====== Supplied data ======
use std::fmt;
use std::time::{Duration, Instant};

use crate::error::AuthError;

/// Access tokens are treated as expired this long before they really are.
const EXPIRY_SKEW: Duration = Duration::from_secs(60);

/// The two logical identities the workflow needs.
#[derive(Debug, Clone, Copy, PartialEq, Eq, Hash)]
pub enum Purpose {
    /// Reads the inbox.
    MailRead,
    /// Reads sites and writes list items.
    ListWrite,
}

#[derive(Debug, Clone, Default, PartialEq, Eq)]
pub struct Account {
    pub id: String,
    pub username: Option<String>,
    pub display_name: Option<String>,
}

impl Account {
    pub fn label(&self) -> &str {
        self.username
            .as_deref()
            .or(self.display_name.as_deref())
            .unwrap_or(&self.id)
    }
}

/// A bearer token plus the account it belongs to. Lives in memory only.
#[derive(Clone)]
pub struct Credential {
    access_token: String,
    pub account: Account,
    expires_at: Option<Instant>,
}

impl Credential {
    pub fn new(access_token: impl Into<String>, account: Account, expires_in: Option<Duration>) -> Self {
        Self {
            access_token: access_token.into(),
            account,
            expires_at: expires_in.map(|d| Instant::now() + d),
        }
    }

    pub fn bearer(&self) -> &str {
        &self.access_token
    }

    pub fn is_expired(&self) -> bool {
        match self.expires_at {
            Some(at) => Instant::now() + EXPIRY_SKEW >= at,
            None => false,
        }
    }
}

impl fmt::Debug for Credential {
    fn fmt(&self, f: &mut fmt::Formatter<'_>) -> fmt::Result {
        f.debug_struct("Credential")
            .field("access_token", &"<redacted>")
            .field("account", &self.account)
            .field("expires_at", &self.expires_at)
            .finish()
    }
}

/// What a token endpoint hands back.
pub struct Grant {
    pub credential: Credential,
    pub refresh_token: Option<String>,
}

#[derive(Debug, Clone, PartialEq, Eq)]
pub struct ScopeSets {
    pub mail: Vec<String>,
    pub site: Vec<String>,
}

impl Default for ScopeSets {
    fn default() -> Self {
        let base = ["openid", "profile", "offline_access"];
        Self {
            mail: base
                .iter()
                .chain(&["User.Read", "Mail.Read"])
                .map(|s| s.to_string())
                .collect(),
            site: base
                .iter()
                .chain(&["Sites.ReadWrite.All"])
                .map(|s| s.to_string())
                .collect(),
        }
    }
}

impl ScopeSets {
    /// Scopes to request for `purpose`. A shared account asks for both sets at once.
    pub fn for_purpose(&self, purpose: Purpose, same_account: bool) -> Vec<String> {
        if !same_account {
            return match purpose {
                Purpose::MailRead => self.mail.clone(),
                Purpose::ListWrite => self.site.clone(),
            };
        }
        let mut scopes = self.mail.clone();
        for s in &self.site {
            if !scopes.contains(s) {
                scopes.push(s.clone());
            }
        }
        scopes
    }
}

/// Token acquisition against the identity platform.
pub trait IdentityProvider: Send {
    /// Prompt the user. `select_account` forces the account picker so a second
    /// identity can be chosen.
    fn acquire_interactive(&self, scopes: &[String], select_account: bool) -> Result<Grant, AuthError>;

    /// Reacquire without user interaction.
    fn acquire_silent(&self, refresh_token: &str, scopes: &[String]) -> Result<Grant, AuthError>;
}

struct Held {
    credential: Credential,
    refresh_token: Option<String>,
}

/// Holds the reader and writer credentials for the lifetime of the process.
pub struct Session<P> {
    provider: P,
    scopes: ScopeSets,
    same_account: bool,
    reader: Option<Held>,
    writer: Option<Held>,
}

impl<P: IdentityProvider> Session<P> {
    pub fn new(provider: P, scopes: ScopeSets, same_account: bool) -> Self {
        Self {
            provider,
            scopes,
            same_account,
            reader: None,
            writer: None,
        }
    }

    pub fn same_account(&self) -> bool {
        self.same_account
    }

    /// Switching between one and two identities forgets the writer.
    pub fn set_same_account(&mut self, same: bool) {
        if same != self.same_account {
            self.writer = None;
        }
        self.same_account = same;
    }

    fn slot(&self, purpose: Purpose) -> &Option<Held> {
        match purpose {
            Purpose::ListWrite if !self.same_account => &self.writer,
            _ => &self.reader,
        }
    }

    /// The held credential for `purpose`, without any acquisition.
    pub fn credential(&self, purpose: Purpose) -> Option<&Credential> {
        self.slot(purpose).as_ref().map(|h| &h.credential)
    }

    /// Return a usable credential, prompting the user only when nothing can be
    /// reused or refreshed.
    pub fn acquire_credential(&mut self, purpose: Purpose) -> Result<Credential, AuthError> {
        match self.acquire_silent(purpose) {
            Ok(c) => return Ok(c),
            Err(AuthError::NotSignedIn) => {}
            Err(e) => log::info!("silent token acquisition failed, prompting: {e}"),
        }

        let scopes = self.scopes.for_purpose(purpose, self.same_account);
        let select_account = !self.same_account && purpose == Purpose::ListWrite;
        let grant = self.provider.acquire_interactive(&scopes, select_account)?;
        log::info!(
            "signed in as {} for {:?}",
            grant.credential.account.label(),
            purpose
        );

        let credential = grant.credential.clone();
        let held = Held {
            credential: grant.credential,
            refresh_token: grant.refresh_token,
        };
        match purpose {
            Purpose::ListWrite if !self.same_account => self.writer = Some(held),
            _ => self.reader = Some(held),
        }
        Ok(credential)
    }

    /// Return the held credential, refreshing it if it has expired. Never prompts.
    pub fn acquire_silent(&mut self, purpose: Purpose) -> Result<Credential, AuthError> {
        let scopes = self.scopes.for_purpose(purpose, self.same_account);
        let slot = match purpose {
            Purpose::ListWrite if !self.same_account => &mut self.writer,
            _ => &mut self.reader,
        };
        let Some(held) = slot.as_mut() else {
            return Err(AuthError::NotSignedIn);
        };
        if !held.credential.is_expired() {
            return Ok(held.credential.clone());
        }
        let Some(refresh_token) = held.refresh_token.clone() else {
            *slot = None;
            return Err(AuthError::NotSignedIn);
        };

        log::debug!("access token for {purpose:?} expired, refreshing");
        match self.provider.acquire_silent(&refresh_token, &scopes) {
            Ok(grant) => {
                let mut credential = grant.credential;
                if credential.account.id.is_empty() {
                    credential.account = held.credential.account.clone();
                }
                held.credential = credential;
                if grant.refresh_token.is_some() {
                    held.refresh_token = grant.refresh_token;
                }
                Ok(held.credential.clone())
            }
            Err(e) => {
                *slot = None;
                Err(e)
            }
        }
    }

    /// Forget every held credential.
    pub fn logout(&mut self) {
        self.reader = None;
        self.writer = None;
        log::info!("signed out");
    }
}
======
Assignment: Please transcribe all of the records, keeping every line exactly as it is.

Answer section:
use std::fmt;
use std::time::{Duration, Instant};

use crate::error::AuthError;

/// Access tokens are treated as expired this long before they really are.
const EXPIRY_SKEW: Duration = Duration::from_secs(60);

/// The two logical identities the workflow needs.
#[derive(Debug, Clone, Copy, PartialEq, Eq, Hash)]
pub enum Purpose {
    /// Reads the inbox.
    MailRead,
    /// Reads sites and writes list items.
    ListWrite,
}

#[derive(Debug, Clone, Default, PartialEq, Eq)]
pub struct Account {
    pub id: String,
    pub username: Option<String>,
    pub display_name: Option<String>,
}

impl Account {
    pub fn label(&self) -> &str {
        self.username
            .as_deref()
            .or(self.display_name.as_deref())
            .unwrap_or(&self.id)
    }
}

/// A bearer token plus the account it belongs to. Lives in memory only.
#[derive(Clone)]
pub struct Credential {
    access_token: String,
    pub account: Account,
    expires_at: Option<Instant>,
}

impl Credential {
    pub fn new(access_token: impl Into<String>, account: Account, expires_in: Option<Duration>) -> Self {
        Self {
            access_token: access_token.into(),
            account,
            expires_at: expires_in.map(|d| Instant::now() + d),
        }
    }

    pub fn bearer(&self) -> &str {
        &self.access_token
    }

    pub fn is_expired(&self) -> bool {
        match self.expires_at {
            Some(at) => Instant::now() + EXPIRY_SKEW >= at,
            None => false,
        }
    }
}

impl fmt::Debug for Credential {
    fn fmt(&self, f: &mut fmt::Formatter<'_>) -> fmt::Result {
        f.debug_struct("Credential")
            .field("access_token", &"<redacted>")
            .field("account", &self.account)
            .field("expires_at", &self.expires_at)
            .finish()
    }
}

/// What a token endpoint hands back.
pub struct Grant {
    pub credential: Credential,
    pub refresh_token: Option<String>,
}

#[derive(Debug, Clone, PartialEq, Eq)]
pub struct ScopeSets {
    pub mail: Vec<String>,
    pub site: Vec<String>,
}

impl Default for ScopeSets {
    fn default() -> Self {
        let base = ["openid", "profile", "offline_access"];
        Self {
            mail: base
                .iter()
                .chain(&["User.Read", "Mail.Read"])
                .map(|s| s.to_string())
                .collect(),
            site: base
                .iter()
                .chain(&["Sites.ReadWrite.All"])
                .map(|s| s.to_string())
                .collect(),
        }
    }
}

impl ScopeSets {
    /// Scopes to request for `purpose`. A shared account asks for both sets at once.
    pub fn for_purpose(&self, purpose: Purpose, same_account: bool) -> Vec<String> {
        if !same_account {
            return match purpose {
                Purpose::MailRead => self.mail.clone(),
                Purpose::ListWrite => self.site.clone(),
            };
        }
        let mut scopes = self.mail.clone();
        for s in &self.site {
            if !scopes.contains(s) {
                scopes.push(s.clone());
            }
        }
        scopes
    }
}

/// Token acquisition against the identity platform.
pub trait IdentityProvider: Send {
    /// Prompt the user. `select_account` forces the account picker so a second
    /// identity can be chosen.
    fn acquire_interactive(&self, scopes: &[String], select_account: bool) -> Result<Grant, AuthError>;

    /// Reacquire without user interaction.
    fn acquire_silent(&self, refresh_token: &str, scopes: &[String]) -> Result<Grant, AuthError>;
}

struct Held {
    credential: Credential,
    refresh_token: Option<String>,
}

/// Holds the reader and writer credentials for the lifetime of the process.
pub struct Session<P> {
    provider: P,
    scopes: ScopeSets,
    same_account: bool,
    reader: Option<Held>,
    writer: Option<Held>,
}

impl<P: IdentityProvider> Session<P> {
    pub fn new(provider: P, scopes: ScopeSets, same_account: bool) -> Self {
        Self {
            provider,
            scopes,
            same_account,
            reader: None,
            writer: None,
        }
    }

    pub fn same_account(&self) -> bool {
        self.same_account
    }

    /// Switching between one and two identities forgets the writer.
    pub fn set_same_account(&mut self, same: bool) {
        if same != self.same_account {
            self.writer = None;
        }
        self.same_account = same;
    }

    fn slot(&self, purpose: Purpose) -> &Option<Held> {
        match purpose {
            Purpose::ListWrite if !self.same_account => &self.writer,
            _ => &self.reader,
        }
    }

    /// The held credential for `purpose`, without any acquisition.
    pub fn credential(&self, purpose: Purpose) -> Option<&Credential> {
        self.slot(purpose).as_ref().map(|h| &h.credential)
    }

    /// Return a usable credential, prompting the user only when nothing can be
    /// reused or refreshed.
    pub fn acquire_credential(&mut self, purpose: Purpose) -> Result<Credential, AuthError> {
        match self.acquire_silent(purpose) {
            Ok(c) => return Ok(c),
            Err(AuthError::NotSignedIn) => {}
            Err(e) => log::info!("silent token acquisition failed, prompting: {e}"),
        }

        let scopes = self.scopes.for_purpose(purpose, self.same_account);
        let select_account = !self.same_account && purpose == Purpose::ListWrite;
        let grant = self.provider.acquire_interactive(&scopes, select_account)?;
        log::info!(
            "signed in as {} for {:?}",
            grant.credential.account.label(),
            purpose
        );

        let credential = grant.credential.clone();
        let held = Held {
            credential: grant.credential,
            refresh_token: grant.refresh_token,
        };
        match purpose {
            Purpose::ListWrite if !self.same_account => self.writer = Some(held),
            _ => self.reader = Some(held),
        }
        Ok(credential)
    }

    /// Return the held credential, refreshing it if it has expired. Never prompts.
    pub fn acquire_silent(&mut self, purpose: Purpose) -> Result<Credential, AuthError> {
        let scopes = self.scopes.for_purpose(purpose, self.same_account);
        let slot = match purpose {
            Purpose::ListWrite if !self.same_account => &mut self.writer,
            _ => &mut self.reader,
        };
        let Some(held) = slot.as_mut() else {
            return Err(AuthError::NotSignedIn);
        };
        if !held.credential.is_expired() {
            return Ok(held.credential.clone());
        }
        let Some(refresh_token) = held.refresh_token.clone() else {
            *slot = None;
            return Err(AuthError::NotSignedIn);
        };

        log::debug!("access token for {purpose:?} expired, refreshing");
        match self.provider.acquire_silent(&refresh_token, &scopes) {
            Ok(grant) => {
                let mut credential = grant.credential;
                if credential.account.id.is_empty() {
                    credential.account = held.credential.account.clone();
                }
                held.credential = credential;
                if grant.refresh_token.is_some() {
                    held.refresh_token = grant.refresh_token;
                }
                Ok(held.credential.clone())
            }
            Err(e) => {
                *slot = None;
                Err(e)
            }
        }
    }

    /// Forget every held credential.
    pub fn logout(&mut self) {
        self.reader = None;
        self.writer = None;
        log::info!("signed out");
    }
}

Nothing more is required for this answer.